**Data provided:**

◇ ◇ ◇ ◇ ◇

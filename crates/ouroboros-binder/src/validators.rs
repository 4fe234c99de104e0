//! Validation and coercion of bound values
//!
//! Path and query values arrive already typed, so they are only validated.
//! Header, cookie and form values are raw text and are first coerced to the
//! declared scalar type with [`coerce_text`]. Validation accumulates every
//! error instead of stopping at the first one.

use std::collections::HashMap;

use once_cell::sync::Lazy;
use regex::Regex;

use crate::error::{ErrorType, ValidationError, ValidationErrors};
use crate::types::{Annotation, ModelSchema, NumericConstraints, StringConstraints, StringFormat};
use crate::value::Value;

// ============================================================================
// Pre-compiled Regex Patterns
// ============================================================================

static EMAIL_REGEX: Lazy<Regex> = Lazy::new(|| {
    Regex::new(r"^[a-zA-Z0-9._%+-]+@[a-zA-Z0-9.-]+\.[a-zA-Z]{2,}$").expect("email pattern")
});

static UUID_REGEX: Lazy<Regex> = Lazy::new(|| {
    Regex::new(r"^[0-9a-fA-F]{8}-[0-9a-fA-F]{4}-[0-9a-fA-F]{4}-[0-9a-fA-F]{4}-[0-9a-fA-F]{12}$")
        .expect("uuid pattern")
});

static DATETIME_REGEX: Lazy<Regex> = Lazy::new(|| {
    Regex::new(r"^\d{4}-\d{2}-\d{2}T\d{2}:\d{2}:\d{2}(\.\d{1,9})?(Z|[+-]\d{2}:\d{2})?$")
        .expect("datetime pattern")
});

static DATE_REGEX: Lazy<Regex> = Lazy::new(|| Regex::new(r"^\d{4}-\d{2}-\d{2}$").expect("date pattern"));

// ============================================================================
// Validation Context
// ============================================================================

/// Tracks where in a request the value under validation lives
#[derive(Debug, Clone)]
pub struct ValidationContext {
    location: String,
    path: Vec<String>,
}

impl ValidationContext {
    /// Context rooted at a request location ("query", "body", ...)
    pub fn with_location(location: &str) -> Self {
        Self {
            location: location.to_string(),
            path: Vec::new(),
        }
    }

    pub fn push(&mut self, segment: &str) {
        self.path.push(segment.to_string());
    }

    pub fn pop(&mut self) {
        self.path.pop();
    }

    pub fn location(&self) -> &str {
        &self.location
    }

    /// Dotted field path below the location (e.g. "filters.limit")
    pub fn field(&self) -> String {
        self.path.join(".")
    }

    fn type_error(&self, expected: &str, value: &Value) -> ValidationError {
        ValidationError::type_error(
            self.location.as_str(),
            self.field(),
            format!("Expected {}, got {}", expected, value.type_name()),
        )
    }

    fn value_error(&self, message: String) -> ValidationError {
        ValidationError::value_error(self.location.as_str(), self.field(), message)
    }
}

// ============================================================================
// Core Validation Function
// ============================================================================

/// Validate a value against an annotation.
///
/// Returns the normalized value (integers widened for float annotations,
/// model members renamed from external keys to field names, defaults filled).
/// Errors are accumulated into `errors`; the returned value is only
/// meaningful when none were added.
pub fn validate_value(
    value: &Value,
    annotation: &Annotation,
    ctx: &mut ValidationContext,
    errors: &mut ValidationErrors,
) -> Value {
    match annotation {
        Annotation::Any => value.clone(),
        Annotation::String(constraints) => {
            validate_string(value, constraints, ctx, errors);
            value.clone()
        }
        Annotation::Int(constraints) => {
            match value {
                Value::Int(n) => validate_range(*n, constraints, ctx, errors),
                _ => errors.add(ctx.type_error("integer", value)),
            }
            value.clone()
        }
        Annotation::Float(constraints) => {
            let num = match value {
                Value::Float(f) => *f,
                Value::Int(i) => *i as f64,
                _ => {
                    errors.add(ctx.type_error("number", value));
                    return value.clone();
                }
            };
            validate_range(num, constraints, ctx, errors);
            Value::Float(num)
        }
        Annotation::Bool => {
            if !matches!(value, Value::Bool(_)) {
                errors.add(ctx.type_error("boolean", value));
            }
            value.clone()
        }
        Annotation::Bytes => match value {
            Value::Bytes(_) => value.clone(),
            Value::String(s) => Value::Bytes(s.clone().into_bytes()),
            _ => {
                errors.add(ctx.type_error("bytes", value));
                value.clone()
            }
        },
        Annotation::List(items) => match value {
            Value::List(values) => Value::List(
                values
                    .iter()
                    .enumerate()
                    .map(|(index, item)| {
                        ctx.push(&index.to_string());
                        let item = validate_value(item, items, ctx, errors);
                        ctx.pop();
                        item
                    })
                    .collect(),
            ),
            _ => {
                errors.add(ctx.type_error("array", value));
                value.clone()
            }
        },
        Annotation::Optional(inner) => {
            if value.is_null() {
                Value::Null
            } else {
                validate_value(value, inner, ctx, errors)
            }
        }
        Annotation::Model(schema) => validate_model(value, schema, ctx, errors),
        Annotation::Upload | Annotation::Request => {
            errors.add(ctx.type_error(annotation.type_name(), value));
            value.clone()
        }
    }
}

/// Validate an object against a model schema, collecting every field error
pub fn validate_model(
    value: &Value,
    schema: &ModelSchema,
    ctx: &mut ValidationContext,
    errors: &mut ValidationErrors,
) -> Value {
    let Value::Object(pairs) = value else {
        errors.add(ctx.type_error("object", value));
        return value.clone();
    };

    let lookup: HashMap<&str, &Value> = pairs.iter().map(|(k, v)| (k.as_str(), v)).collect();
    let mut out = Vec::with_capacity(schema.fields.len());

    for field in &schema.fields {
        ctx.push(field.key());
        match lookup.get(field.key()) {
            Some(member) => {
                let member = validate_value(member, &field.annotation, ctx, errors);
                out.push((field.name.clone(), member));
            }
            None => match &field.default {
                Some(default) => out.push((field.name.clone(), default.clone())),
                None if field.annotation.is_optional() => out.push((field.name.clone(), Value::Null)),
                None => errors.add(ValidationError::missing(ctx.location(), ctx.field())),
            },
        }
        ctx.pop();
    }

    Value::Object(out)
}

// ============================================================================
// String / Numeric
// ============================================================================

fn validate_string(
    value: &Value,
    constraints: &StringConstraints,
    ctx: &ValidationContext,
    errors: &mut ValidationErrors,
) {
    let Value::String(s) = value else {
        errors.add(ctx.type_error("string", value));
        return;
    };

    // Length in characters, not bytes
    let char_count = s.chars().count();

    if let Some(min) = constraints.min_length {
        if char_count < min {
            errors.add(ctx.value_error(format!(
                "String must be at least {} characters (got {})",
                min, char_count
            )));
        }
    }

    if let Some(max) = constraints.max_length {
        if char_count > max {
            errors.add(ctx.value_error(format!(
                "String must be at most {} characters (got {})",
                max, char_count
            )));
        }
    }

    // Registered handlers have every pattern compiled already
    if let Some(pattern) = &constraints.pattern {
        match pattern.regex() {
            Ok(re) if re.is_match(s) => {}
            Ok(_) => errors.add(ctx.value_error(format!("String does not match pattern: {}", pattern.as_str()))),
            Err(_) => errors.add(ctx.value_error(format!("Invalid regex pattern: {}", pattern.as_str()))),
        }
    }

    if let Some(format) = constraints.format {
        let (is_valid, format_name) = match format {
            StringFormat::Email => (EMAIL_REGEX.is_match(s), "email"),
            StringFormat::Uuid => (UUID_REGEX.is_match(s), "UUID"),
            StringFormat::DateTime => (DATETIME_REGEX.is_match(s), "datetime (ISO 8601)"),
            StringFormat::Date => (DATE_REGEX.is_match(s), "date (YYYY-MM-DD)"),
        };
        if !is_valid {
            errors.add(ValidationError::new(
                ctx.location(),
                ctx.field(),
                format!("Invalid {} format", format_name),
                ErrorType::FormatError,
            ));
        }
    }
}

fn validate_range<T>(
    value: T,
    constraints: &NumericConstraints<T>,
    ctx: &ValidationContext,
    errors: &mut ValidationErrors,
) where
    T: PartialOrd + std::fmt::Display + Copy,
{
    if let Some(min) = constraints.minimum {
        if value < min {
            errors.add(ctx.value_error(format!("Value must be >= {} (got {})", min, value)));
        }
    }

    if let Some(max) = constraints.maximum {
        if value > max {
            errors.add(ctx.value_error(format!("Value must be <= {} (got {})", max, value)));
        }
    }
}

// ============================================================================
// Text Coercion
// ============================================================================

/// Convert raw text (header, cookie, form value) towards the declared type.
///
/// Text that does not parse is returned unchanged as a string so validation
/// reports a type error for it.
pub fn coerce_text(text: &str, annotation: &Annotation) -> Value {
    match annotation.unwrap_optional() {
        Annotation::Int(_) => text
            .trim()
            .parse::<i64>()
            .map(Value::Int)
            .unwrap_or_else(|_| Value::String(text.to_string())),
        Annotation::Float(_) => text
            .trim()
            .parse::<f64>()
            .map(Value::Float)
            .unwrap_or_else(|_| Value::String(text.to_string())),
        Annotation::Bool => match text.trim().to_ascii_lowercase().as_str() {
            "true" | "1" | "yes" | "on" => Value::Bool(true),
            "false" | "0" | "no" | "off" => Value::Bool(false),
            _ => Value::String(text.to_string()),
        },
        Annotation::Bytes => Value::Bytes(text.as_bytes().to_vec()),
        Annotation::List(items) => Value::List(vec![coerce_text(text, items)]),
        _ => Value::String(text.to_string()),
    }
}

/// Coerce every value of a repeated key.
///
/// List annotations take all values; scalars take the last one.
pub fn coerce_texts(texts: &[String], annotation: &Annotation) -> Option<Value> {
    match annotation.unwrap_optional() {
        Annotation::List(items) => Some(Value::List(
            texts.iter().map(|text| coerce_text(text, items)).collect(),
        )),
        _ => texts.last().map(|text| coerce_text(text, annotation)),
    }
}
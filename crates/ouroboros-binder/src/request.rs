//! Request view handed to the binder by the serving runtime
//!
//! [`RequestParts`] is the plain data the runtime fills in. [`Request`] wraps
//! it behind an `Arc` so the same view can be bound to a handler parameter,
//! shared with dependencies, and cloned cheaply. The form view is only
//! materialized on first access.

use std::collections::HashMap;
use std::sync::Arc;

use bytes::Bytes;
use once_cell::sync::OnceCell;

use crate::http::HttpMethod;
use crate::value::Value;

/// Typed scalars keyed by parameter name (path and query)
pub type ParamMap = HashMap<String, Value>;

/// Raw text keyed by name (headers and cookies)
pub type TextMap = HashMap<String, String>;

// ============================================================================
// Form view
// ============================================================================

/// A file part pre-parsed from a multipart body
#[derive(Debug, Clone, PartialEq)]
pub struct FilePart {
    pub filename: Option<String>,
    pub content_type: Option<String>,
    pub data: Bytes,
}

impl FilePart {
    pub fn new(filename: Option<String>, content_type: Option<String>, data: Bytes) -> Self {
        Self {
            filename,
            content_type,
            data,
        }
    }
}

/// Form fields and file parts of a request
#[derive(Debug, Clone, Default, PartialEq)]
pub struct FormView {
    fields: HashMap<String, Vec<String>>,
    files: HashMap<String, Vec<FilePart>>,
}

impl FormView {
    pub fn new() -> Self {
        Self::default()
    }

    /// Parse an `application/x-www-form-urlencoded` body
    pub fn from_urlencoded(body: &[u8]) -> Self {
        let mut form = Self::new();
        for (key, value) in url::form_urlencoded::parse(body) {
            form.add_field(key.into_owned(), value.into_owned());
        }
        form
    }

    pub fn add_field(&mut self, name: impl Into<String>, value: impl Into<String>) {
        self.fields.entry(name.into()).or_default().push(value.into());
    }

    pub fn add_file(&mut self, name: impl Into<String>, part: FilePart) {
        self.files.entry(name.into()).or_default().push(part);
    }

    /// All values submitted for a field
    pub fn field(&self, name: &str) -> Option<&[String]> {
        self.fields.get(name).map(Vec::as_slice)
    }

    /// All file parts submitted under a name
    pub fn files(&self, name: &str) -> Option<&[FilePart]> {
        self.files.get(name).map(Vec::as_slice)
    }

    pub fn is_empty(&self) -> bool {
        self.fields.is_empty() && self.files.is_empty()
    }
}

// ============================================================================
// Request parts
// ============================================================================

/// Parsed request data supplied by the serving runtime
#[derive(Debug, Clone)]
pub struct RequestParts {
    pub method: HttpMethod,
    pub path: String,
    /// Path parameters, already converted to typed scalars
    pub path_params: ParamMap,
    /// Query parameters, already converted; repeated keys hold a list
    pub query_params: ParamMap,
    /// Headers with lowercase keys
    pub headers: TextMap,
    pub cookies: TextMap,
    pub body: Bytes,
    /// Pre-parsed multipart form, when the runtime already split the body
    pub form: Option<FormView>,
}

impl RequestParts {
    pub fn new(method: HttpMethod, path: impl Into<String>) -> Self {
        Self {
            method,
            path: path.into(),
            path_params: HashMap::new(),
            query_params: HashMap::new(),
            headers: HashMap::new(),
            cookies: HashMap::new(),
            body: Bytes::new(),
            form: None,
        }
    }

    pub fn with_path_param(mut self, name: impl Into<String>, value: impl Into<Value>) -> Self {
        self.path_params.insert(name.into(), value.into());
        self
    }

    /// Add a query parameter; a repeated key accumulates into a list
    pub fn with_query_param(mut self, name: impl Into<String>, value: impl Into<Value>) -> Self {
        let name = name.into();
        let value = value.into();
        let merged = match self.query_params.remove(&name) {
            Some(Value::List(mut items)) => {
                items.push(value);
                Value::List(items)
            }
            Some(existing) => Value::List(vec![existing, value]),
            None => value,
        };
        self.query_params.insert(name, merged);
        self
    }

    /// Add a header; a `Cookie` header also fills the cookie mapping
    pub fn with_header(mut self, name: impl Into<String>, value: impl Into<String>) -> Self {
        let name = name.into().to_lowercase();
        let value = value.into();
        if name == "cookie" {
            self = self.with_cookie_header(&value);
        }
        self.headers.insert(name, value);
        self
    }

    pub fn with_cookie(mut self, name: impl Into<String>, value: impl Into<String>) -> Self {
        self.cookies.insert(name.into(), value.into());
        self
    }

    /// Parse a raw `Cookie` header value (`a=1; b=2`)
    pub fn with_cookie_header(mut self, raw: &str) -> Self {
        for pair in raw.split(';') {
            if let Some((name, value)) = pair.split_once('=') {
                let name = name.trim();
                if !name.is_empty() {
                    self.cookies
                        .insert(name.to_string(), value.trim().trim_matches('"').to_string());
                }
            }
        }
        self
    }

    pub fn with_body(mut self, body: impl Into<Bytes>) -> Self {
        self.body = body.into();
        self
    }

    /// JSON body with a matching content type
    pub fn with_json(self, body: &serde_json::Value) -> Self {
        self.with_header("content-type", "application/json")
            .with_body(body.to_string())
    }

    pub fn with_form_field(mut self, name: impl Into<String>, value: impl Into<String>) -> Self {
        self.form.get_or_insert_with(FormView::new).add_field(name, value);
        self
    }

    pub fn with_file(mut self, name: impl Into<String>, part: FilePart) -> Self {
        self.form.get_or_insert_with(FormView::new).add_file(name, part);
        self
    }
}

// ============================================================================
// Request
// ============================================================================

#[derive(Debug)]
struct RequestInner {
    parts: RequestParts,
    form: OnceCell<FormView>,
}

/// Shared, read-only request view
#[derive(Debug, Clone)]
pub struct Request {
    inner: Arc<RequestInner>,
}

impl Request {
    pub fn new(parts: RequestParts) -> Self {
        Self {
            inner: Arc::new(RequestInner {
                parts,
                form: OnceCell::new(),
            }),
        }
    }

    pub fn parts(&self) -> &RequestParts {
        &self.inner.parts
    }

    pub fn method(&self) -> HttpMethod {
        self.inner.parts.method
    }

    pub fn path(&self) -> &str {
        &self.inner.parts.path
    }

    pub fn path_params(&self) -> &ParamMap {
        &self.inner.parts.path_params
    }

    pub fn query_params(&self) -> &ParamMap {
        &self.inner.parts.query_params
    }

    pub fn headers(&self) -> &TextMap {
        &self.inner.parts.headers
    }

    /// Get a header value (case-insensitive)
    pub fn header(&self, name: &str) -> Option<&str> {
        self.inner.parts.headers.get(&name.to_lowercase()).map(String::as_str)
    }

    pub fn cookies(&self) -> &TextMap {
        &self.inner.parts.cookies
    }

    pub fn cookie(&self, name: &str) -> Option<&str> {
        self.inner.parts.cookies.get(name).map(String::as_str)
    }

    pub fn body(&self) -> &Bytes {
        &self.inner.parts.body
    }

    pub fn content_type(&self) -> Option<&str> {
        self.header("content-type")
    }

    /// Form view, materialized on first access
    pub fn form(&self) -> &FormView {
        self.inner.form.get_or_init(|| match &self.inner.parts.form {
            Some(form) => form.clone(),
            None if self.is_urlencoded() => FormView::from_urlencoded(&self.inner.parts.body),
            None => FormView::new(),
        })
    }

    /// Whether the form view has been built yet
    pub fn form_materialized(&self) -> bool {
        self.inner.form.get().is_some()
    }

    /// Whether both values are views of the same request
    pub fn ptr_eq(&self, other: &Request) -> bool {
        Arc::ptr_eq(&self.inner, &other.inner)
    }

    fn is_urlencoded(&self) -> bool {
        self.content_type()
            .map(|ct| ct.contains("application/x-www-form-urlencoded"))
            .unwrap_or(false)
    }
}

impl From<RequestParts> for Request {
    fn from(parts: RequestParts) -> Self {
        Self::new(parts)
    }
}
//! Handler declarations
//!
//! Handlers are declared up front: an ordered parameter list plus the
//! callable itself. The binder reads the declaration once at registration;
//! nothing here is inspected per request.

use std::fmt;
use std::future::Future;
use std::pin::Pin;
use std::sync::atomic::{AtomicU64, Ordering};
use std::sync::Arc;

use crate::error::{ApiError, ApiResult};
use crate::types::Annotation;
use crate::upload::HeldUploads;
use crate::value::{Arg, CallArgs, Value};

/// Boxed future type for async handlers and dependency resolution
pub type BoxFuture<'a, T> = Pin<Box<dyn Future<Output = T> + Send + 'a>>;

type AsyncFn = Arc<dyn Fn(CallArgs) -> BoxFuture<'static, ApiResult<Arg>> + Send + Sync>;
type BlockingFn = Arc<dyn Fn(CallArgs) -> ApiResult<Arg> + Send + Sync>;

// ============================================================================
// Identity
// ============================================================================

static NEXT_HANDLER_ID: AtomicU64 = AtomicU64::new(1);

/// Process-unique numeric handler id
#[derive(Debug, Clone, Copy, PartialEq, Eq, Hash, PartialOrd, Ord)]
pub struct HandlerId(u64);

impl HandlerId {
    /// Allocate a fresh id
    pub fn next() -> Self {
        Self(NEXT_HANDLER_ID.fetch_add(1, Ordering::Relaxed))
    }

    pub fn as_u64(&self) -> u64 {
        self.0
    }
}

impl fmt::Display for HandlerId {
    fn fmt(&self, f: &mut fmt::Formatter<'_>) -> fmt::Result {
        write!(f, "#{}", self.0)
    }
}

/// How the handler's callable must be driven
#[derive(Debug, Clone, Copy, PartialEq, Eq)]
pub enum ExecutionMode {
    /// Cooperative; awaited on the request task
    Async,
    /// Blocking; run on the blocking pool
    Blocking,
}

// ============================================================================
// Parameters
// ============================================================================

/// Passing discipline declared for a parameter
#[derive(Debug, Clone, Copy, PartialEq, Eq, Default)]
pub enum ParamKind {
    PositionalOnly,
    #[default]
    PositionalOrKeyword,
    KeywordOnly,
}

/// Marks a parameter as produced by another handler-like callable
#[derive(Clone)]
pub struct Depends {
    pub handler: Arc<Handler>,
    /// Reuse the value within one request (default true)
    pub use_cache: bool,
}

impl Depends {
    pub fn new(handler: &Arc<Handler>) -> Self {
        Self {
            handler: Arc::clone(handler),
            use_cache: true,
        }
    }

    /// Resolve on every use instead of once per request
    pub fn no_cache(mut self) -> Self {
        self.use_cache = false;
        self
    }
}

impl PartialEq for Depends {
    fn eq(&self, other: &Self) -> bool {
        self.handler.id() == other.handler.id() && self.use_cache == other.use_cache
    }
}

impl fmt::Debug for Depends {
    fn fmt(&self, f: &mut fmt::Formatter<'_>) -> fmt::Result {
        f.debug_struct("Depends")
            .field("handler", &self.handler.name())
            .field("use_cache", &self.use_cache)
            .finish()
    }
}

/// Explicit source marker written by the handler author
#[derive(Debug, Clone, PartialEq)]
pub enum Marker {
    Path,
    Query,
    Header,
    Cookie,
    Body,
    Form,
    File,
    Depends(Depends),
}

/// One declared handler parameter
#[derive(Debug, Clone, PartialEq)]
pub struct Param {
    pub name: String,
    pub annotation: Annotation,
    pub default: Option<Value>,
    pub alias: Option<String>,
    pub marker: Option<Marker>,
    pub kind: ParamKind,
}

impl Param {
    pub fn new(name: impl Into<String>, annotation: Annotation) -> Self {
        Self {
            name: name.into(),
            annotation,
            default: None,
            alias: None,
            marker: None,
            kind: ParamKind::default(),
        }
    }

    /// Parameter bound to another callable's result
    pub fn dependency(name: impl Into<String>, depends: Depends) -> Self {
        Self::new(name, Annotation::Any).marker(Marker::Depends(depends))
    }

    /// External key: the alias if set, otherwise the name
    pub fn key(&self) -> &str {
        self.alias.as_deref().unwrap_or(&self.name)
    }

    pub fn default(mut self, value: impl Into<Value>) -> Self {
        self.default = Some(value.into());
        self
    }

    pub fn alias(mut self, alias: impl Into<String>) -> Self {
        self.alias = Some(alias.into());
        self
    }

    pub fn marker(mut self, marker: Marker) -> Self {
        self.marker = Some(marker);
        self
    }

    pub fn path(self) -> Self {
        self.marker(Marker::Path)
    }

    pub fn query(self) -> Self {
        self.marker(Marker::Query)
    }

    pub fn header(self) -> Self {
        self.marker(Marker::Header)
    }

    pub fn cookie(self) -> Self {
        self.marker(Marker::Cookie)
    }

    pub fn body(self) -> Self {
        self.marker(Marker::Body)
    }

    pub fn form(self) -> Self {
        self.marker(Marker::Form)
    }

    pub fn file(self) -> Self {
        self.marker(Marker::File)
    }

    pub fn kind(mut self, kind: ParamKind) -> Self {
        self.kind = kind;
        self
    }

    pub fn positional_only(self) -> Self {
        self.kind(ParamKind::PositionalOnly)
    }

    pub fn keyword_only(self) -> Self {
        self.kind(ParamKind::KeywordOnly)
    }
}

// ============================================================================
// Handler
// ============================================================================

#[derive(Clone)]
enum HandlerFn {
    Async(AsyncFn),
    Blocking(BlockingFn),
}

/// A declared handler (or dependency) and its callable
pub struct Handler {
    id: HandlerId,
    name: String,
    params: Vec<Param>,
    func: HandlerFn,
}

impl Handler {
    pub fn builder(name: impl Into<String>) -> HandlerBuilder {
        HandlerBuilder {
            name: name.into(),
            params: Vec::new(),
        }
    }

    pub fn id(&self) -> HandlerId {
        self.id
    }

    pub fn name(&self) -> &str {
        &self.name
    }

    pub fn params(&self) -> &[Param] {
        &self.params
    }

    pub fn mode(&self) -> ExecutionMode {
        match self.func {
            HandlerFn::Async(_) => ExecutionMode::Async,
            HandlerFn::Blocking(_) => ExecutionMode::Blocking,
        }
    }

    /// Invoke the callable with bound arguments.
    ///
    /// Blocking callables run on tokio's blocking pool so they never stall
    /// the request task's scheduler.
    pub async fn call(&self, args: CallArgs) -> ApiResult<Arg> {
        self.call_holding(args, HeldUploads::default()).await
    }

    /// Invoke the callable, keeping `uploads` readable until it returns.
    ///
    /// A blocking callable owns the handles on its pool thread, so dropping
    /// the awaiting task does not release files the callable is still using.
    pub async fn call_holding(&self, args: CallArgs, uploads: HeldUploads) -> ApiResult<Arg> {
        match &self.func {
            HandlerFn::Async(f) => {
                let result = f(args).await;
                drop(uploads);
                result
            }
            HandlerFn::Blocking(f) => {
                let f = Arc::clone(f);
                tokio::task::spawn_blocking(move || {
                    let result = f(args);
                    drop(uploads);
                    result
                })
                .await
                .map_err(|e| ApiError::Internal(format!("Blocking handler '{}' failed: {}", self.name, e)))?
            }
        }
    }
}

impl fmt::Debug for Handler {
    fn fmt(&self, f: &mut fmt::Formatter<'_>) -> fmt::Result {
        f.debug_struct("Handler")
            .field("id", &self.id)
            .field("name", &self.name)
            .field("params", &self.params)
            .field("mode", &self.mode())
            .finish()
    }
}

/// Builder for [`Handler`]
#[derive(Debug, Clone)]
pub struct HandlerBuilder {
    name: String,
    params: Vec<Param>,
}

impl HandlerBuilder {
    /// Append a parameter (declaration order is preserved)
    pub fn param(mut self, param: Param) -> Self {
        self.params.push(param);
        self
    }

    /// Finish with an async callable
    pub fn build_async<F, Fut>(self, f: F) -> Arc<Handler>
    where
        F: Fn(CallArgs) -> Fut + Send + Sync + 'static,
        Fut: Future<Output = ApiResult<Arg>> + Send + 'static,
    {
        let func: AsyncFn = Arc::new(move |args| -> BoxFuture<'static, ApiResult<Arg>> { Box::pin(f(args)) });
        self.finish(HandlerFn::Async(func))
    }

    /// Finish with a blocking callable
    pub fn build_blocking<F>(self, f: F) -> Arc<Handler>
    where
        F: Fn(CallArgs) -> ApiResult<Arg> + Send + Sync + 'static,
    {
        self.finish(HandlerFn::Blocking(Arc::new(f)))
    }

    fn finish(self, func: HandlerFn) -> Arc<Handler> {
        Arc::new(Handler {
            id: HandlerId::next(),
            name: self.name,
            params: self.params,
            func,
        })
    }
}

◇ ◇ ◇ ◇ ◇

**What needs to be done:**
Reproduce every line from the preceding data in which the word "ExecutionMode" can be found.

**Result of this task:**
pub enum ExecutionMode {
    pub fn mode(&self) -> ExecutionMode {
            HandlerFn::Async(_) => ExecutionMode::Async,
            HandlerFn::Blocking(_) => ExecutionMode::Blocking,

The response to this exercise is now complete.